START DATA FOR ANALYSIS
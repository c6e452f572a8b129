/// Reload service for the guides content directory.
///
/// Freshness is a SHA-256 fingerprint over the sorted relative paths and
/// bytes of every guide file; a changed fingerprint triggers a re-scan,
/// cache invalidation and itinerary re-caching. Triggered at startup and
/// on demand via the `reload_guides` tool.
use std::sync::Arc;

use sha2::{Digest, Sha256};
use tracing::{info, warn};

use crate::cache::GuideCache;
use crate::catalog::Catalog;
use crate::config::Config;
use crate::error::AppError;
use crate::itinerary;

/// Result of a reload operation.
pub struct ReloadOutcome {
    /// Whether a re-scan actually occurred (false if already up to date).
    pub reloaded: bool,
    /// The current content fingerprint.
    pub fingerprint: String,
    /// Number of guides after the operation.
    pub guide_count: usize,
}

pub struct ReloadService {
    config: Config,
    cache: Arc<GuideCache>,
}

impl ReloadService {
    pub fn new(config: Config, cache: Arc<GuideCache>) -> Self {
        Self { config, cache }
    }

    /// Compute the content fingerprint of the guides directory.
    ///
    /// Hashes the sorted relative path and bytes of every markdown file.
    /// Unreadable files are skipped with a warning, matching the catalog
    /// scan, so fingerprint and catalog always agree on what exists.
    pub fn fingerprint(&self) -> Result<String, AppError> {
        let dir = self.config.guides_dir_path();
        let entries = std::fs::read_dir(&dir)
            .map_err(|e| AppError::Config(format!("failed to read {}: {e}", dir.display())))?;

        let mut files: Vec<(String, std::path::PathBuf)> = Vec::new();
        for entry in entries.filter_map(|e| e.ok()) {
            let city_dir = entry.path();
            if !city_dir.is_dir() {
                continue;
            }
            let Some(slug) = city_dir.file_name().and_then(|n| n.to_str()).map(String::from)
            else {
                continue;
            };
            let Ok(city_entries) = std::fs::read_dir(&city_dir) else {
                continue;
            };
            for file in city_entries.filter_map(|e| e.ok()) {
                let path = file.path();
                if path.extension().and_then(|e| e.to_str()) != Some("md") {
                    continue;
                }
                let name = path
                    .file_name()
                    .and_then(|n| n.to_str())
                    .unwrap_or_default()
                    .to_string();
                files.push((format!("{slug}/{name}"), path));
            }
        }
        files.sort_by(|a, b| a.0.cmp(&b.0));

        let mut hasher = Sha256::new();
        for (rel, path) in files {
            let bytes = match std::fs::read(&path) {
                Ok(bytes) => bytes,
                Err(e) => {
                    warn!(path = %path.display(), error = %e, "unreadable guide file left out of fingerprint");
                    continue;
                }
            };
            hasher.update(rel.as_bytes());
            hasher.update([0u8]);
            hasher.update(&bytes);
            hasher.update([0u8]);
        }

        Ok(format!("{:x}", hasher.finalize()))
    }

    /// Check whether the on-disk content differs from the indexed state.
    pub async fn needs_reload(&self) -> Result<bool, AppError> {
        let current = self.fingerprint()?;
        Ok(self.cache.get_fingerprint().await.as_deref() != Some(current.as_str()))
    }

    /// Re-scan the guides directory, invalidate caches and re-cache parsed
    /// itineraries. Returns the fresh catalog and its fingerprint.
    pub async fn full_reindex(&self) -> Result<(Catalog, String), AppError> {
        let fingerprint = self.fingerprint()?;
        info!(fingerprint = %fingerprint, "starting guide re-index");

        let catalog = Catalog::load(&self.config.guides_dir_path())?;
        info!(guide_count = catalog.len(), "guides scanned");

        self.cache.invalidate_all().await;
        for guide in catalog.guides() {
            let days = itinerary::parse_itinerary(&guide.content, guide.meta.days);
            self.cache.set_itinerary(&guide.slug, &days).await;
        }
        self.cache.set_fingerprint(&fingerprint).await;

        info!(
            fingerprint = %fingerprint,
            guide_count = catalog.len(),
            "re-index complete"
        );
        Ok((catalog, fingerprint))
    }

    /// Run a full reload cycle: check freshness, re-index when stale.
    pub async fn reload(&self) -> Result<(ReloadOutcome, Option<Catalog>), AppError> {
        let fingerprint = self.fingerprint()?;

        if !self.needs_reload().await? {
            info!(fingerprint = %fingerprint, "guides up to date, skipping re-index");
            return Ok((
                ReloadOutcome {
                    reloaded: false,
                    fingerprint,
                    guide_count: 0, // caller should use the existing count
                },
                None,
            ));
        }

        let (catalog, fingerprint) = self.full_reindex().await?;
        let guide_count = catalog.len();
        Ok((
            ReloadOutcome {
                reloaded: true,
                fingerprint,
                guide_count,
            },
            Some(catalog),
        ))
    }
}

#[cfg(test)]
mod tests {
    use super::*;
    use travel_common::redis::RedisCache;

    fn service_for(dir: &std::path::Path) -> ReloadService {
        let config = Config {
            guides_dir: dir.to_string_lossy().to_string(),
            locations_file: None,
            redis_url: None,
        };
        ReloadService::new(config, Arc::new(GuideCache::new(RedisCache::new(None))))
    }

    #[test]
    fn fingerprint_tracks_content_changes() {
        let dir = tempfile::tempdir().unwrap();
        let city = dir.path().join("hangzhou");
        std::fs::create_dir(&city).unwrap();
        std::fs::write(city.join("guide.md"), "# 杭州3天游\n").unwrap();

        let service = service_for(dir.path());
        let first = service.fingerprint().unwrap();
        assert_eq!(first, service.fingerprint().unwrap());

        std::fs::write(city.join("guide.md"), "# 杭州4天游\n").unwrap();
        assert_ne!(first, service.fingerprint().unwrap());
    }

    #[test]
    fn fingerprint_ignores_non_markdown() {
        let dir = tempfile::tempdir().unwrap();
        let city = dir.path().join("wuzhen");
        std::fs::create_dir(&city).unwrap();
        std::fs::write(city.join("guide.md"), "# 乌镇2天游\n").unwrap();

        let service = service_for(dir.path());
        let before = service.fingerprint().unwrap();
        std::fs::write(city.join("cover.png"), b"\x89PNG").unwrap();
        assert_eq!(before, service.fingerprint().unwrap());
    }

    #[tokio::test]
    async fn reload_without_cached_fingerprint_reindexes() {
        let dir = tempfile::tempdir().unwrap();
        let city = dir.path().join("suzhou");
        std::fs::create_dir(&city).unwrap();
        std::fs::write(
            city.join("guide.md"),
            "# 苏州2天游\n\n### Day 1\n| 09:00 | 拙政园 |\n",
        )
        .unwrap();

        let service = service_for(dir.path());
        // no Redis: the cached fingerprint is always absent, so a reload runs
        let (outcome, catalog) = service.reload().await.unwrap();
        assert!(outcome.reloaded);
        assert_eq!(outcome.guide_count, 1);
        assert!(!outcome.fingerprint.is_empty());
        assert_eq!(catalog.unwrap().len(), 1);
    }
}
END DATA FOR ANALYSIS
PROBLEM: The data above is to be returned exactly, with nothing altered.

TASK RESULT:
repository c6e452f572a8b129
/// Reload service for the guides content directory.
///
/// Freshness is a SHA-256 fingerprint over the sorted relative paths and
/// bytes of every guide file; a changed fingerprint triggers a re-scan,
/// cache invalidation and itinerary re-caching. Triggered at startup and
/// on demand via the `reload_guides` tool.
use std::sync::Arc;

use sha2::{Digest, Sha256};
use tracing::{info, warn};

use crate::cache::GuideCache;
use crate::catalog::Catalog;
use crate::config::Config;
use crate::error::AppError;
use crate::itinerary;

/// Result of a reload operation.
pub struct ReloadOutcome {
    /// Whether a re-scan actually occurred (false if already up to date).
    pub reloaded: bool,
    /// The current content fingerprint.
    pub fingerprint: String,
    /// Number of guides after the operation.
    pub guide_count: usize,
}

pub struct ReloadService {
    config: Config,
    cache: Arc<GuideCache>,
}

impl ReloadService {
    pub fn new(config: Config, cache: Arc<GuideCache>) -> Self {
        Self { config, cache }
    }

    /// Compute the content fingerprint of the guides directory.
    ///
    /// Hashes the sorted relative path and bytes of every markdown file.
    /// Unreadable files are skipped with a warning, matching the catalog
    /// scan, so fingerprint and catalog always agree on what exists.
    pub fn fingerprint(&self) -> Result<String, AppError> {
        let dir = self.config.guides_dir_path();
        let entries = std::fs::read_dir(&dir)
            .map_err(|e| AppError::Config(format!("failed to read {}: {e}", dir.display())))?;

        let mut files: Vec<(String, std::path::PathBuf)> = Vec::new();
        for entry in entries.filter_map(|e| e.ok()) {
            let city_dir = entry.path();
            if !city_dir.is_dir() {
                continue;
            }
            let Some(slug) = city_dir.file_name().and_then(|n| n.to_str()).map(String::from)
            else {
                continue;
            };
            let Ok(city_entries) = std::fs::read_dir(&city_dir) else {
                continue;
            };
            for file in city_entries.filter_map(|e| e.ok()) {
                let path = file.path();
                if path.extension().and_then(|e| e.to_str()) != Some("md") {
                    continue;
                }
                let name = path
                    .file_name()
                    .and_then(|n| n.to_str())
                    .unwrap_or_default()
                    .to_string();
                files.push((format!("{slug}/{name}"), path));
            }
        }
        files.sort_by(|a, b| a.0.cmp(&b.0));

        let mut hasher = Sha256::new();
        for (rel, path) in files {
            let bytes = match std::fs::read(&path) {
                Ok(bytes) => bytes,
                Err(e) => {
                    warn!(path = %path.display(), error = %e, "unreadable guide file left out of fingerprint");
                    continue;
                }
            };
            hasher.update(rel.as_bytes());
            hasher.update([0u8]);
            hasher.update(&bytes);
            hasher.update([0u8]);
        }

        Ok(format!("{:x}", hasher.finalize()))
    }

    /// Check whether the on-disk content differs from the indexed state.
    pub async fn needs_reload(&self) -> Result<bool, AppError> {
        let current = self.fingerprint()?;
        Ok(self.cache.get_fingerprint().await.as_deref() != Some(current.as_str()))
    }

    /// Re-scan the guides directory, invalidate caches and re-cache parsed
    /// itineraries. Returns the fresh catalog and its fingerprint.
    pub async fn full_reindex(&self) -> Result<(Catalog, String), AppError> {
        let fingerprint = self.fingerprint()?;
        info!(fingerprint = %fingerprint, "starting guide re-index");

        let catalog = Catalog::load(&self.config.guides_dir_path())?;
        info!(guide_count = catalog.len(), "guides scanned");

        self.cache.invalidate_all().await;
        for guide in catalog.guides() {
            let days = itinerary::parse_itinerary(&guide.content, guide.meta.days);
            self.cache.set_itinerary(&guide.slug, &days).await;
        }
        self.cache.set_fingerprint(&fingerprint).await;

        info!(
            fingerprint = %fingerprint,
            guide_count = catalog.len(),
            "re-index complete"
        );
        Ok((catalog, fingerprint))
    }

    /// Run a full reload cycle: check freshness, re-index when stale.
    pub async fn reload(&self) -> Result<(ReloadOutcome, Option<Catalog>), AppError> {
        let fingerprint = self.fingerprint()?;

        if !self.needs_reload().await? {
            info!(fingerprint = %fingerprint, "guides up to date, skipping re-index");
            return Ok((
                ReloadOutcome {
                    reloaded: false,
                    fingerprint,
                    guide_count: 0, // caller should use the existing count
                },
                None,
            ));
        }

        let (catalog, fingerprint) = self.full_reindex().await?;
        let guide_count = catalog.len();
        Ok((
            ReloadOutcome {
                reloaded: true,
                fingerprint,
                guide_count,
            },
            Some(catalog),
        ))
    }
}

#[cfg(test)]
mod tests {
    use super::*;
    use travel_common::redis::RedisCache;

    fn service_for(dir: &std::path::Path) -> ReloadService {
        let config = Config {
            guides_dir: dir.to_string_lossy().to_string(),
            locations_file: None,
            redis_url: None,
        };
        ReloadService::new(config, Arc::new(GuideCache::new(RedisCache::new(None))))
    }

    #[test]
    fn fingerprint_tracks_content_changes() {
        let dir = tempfile::tempdir().unwrap();
        let city = dir.path().join("hangzhou");
        std::fs::create_dir(&city).unwrap();
        std::fs::write(city.join("guide.md"), "# 杭州3天游\n").unwrap();

        let service = service_for(dir.path());
        let first = service.fingerprint().unwrap();
        assert_eq!(first, service.fingerprint().unwrap());

        std::fs::write(city.join("guide.md"), "# 杭州4天游\n").unwrap();
        assert_ne!(first, service.fingerprint().unwrap());
    }

    #[test]
    fn fingerprint_ignores_non_markdown() {
        let dir = tempfile::tempdir().unwrap();
        let city = dir.path().join("wuzhen");
        std::fs::create_dir(&city).unwrap();
        std::fs::write(city.join("guide.md"), "# 乌镇2天游\n").unwrap();

        let service = service_for(dir.path());
        let before = service.fingerprint().unwrap();
        std::fs::write(city.join("cover.png"), b"\x89PNG").unwrap();
        assert_eq!(before, service.fingerprint().unwrap());
    }

    #[tokio::test]
    async fn reload_without_cached_fingerprint_reindexes() {
        let dir = tempfile::tempdir().unwrap();
        let city = dir.path().join("suzhou");
        std::fs::create_dir(&city).unwrap();
        std::fs::write(
            city.join("guide.md"),
            "# 苏州2天游\n\n### Day 1\n| 09:00 | 拙政园 |\n",
        )
        .unwrap();

        let service = service_for(dir.path());
        // no Redis: the cached fingerprint is always absent, so a reload runs
        let (outcome, catalog) = service.reload().await.unwrap();
        assert!(outcome.reloaded);
        assert_eq!(outcome.guide_count, 1);
        assert!(!outcome.fingerprint.is_empty());
        assert_eq!(catalog.unwrap().len(), 1);
    }
}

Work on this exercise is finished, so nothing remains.